TASK INPUTS →
*** Block opens ***
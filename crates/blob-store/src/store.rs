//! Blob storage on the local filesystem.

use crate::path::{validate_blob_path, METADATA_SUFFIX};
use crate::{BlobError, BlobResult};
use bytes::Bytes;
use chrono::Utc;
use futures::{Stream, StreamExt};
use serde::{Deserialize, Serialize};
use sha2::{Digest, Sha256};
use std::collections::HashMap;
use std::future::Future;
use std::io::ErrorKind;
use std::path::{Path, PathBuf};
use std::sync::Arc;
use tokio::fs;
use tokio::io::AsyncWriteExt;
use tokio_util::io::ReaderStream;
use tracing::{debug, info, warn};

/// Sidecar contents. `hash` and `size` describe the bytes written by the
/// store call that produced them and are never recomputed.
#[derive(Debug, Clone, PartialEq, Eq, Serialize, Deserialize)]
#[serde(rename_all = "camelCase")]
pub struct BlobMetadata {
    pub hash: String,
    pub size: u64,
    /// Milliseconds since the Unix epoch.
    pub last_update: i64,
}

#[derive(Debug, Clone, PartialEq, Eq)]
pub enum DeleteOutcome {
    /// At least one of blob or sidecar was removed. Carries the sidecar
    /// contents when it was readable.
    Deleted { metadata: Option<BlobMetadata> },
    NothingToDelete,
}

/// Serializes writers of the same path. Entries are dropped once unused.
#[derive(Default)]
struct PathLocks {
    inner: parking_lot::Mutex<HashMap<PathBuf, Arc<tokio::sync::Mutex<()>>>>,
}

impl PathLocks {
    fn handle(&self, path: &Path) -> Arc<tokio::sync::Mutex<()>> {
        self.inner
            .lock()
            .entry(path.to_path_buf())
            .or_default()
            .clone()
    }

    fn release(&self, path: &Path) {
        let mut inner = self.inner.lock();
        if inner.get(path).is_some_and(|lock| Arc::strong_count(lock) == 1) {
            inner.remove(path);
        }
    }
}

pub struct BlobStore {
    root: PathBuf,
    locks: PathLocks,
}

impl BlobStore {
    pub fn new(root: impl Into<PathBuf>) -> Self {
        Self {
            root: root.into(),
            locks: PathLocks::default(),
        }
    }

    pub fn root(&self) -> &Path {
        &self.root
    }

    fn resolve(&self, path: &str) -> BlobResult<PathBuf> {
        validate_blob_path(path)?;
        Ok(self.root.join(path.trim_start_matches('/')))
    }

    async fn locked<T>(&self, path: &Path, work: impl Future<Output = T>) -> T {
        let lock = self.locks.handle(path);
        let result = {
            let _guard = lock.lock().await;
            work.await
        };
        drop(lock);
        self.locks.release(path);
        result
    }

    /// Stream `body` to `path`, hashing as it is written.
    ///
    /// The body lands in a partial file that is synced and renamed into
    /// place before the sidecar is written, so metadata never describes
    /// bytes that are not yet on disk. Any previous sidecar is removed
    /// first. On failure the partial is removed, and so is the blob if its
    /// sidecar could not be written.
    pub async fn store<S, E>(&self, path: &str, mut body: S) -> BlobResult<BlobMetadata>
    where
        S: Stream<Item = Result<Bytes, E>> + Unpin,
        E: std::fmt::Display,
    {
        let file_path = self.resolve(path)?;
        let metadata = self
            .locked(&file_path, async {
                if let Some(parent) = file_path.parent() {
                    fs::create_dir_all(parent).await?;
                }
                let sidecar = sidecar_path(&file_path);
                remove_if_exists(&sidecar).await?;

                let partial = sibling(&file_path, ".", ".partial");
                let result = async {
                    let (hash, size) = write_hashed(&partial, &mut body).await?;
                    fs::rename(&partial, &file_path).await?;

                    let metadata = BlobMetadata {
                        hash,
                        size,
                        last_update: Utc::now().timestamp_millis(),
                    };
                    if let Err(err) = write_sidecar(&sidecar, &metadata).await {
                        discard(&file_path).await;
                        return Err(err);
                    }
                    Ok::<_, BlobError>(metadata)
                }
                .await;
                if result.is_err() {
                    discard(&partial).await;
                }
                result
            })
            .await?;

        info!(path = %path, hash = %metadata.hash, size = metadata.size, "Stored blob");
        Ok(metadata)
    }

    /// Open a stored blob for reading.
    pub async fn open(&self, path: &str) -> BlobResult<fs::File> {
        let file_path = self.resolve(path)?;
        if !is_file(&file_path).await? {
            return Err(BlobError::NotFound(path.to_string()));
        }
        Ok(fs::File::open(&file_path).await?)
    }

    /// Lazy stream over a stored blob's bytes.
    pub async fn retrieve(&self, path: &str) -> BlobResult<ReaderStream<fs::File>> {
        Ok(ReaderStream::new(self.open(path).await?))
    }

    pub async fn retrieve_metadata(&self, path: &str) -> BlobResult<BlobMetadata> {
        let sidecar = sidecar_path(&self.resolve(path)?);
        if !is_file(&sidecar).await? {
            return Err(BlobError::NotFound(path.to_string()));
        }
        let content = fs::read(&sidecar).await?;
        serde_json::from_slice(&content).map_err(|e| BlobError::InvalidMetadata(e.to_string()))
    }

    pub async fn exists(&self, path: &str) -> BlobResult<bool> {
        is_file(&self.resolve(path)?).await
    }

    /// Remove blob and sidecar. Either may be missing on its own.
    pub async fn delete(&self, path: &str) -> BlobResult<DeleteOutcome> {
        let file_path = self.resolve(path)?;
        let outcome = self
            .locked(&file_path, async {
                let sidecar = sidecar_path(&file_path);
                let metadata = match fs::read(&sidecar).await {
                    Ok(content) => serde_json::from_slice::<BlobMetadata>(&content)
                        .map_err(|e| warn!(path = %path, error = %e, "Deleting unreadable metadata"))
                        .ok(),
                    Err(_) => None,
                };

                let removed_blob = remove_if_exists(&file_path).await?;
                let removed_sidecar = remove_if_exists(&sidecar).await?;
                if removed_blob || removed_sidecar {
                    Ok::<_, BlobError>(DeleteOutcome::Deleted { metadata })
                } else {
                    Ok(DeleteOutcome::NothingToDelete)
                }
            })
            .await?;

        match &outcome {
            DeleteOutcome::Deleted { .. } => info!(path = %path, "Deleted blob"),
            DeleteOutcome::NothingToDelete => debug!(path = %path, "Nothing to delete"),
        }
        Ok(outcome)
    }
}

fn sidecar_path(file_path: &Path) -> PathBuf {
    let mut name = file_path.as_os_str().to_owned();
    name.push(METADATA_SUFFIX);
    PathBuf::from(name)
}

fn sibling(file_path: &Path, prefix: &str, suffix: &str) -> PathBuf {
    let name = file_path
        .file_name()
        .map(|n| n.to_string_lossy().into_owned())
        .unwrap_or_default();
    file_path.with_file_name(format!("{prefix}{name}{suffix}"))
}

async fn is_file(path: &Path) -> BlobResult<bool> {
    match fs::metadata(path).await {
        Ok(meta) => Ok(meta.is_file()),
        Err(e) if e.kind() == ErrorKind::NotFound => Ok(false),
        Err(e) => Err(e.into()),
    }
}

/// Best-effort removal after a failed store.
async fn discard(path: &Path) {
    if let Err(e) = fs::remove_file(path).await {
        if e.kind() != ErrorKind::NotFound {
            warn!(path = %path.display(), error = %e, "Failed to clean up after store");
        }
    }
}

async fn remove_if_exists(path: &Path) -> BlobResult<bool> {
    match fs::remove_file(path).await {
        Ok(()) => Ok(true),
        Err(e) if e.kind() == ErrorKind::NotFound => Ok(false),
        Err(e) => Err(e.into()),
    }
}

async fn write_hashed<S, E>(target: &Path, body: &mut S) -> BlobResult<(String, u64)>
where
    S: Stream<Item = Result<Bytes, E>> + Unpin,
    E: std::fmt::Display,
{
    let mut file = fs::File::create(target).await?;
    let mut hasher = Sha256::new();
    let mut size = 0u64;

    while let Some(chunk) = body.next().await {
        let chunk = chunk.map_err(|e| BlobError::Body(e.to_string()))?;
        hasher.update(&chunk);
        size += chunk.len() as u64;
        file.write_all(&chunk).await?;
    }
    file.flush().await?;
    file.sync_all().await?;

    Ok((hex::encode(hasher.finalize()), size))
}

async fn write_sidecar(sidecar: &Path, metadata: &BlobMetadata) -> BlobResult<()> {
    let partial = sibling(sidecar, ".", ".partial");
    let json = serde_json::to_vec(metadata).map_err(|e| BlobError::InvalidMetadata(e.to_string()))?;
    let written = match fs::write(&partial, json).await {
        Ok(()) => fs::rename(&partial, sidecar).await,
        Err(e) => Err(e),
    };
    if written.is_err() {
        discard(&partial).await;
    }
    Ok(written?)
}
*** Block closes ***
WHAT TO PRODUCE → Please copy, word for word, every line from the first line of the records through the line containing "use tokio::fs;", with both of those lines included and nothing else.

FINISHED TASK →
filename crates/blob-store/src/store.rs
//! Blob storage on the local filesystem.

use crate::path::{validate_blob_path, METADATA_SUFFIX};
use crate::{BlobError, BlobResult};
use bytes::Bytes;
use chrono::Utc;
use futures::{Stream, StreamExt};
use serde::{Deserialize, Serialize};
use sha2::{Digest, Sha256};
use std::collections::HashMap;
use std::future::Future;
use std::io::ErrorKind;
use std::path::{Path, PathBuf};
use std::sync::Arc;
use tokio::fs;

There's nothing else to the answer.